Stored items:
━━━━━━━━━━━━━━━━━━━━━━━━━━━━━━
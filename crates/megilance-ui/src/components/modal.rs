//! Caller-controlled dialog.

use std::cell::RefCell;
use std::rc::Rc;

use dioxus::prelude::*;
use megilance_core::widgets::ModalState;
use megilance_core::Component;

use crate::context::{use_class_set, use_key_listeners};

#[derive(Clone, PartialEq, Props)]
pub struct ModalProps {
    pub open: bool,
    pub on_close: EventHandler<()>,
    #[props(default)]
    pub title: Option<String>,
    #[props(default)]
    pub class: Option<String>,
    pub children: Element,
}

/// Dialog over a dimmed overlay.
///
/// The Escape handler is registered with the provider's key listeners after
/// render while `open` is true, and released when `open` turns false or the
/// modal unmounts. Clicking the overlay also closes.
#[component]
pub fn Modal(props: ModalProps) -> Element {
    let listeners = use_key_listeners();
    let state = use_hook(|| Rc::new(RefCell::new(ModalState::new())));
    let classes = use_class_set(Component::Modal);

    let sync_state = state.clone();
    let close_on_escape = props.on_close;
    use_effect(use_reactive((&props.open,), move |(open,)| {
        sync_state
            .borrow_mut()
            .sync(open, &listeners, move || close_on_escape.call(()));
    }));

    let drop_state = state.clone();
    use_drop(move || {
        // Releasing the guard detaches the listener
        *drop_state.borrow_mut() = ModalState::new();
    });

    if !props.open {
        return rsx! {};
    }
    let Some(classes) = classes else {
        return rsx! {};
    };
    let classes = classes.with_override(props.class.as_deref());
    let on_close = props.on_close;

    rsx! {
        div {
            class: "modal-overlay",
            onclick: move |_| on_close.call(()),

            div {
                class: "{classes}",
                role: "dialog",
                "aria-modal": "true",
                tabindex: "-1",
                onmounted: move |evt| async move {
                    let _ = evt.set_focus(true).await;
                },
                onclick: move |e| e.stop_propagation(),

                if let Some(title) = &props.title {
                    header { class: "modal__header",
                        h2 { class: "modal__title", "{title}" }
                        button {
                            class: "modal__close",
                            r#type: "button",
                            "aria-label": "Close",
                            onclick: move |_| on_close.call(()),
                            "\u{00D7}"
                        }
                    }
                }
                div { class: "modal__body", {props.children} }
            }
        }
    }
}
━━━━━━━━━━━━━━━━━━━━━━━━━━━━━━
PROBLEM STATEMENT: Pull out all lines in the data above that include "classes".

WRITTEN RESPONSE:
    let classes = use_class_set(Component::Modal);
    let Some(classes) = classes else {
    let classes = classes.with_override(props.class.as_deref());
                class: "{classes}",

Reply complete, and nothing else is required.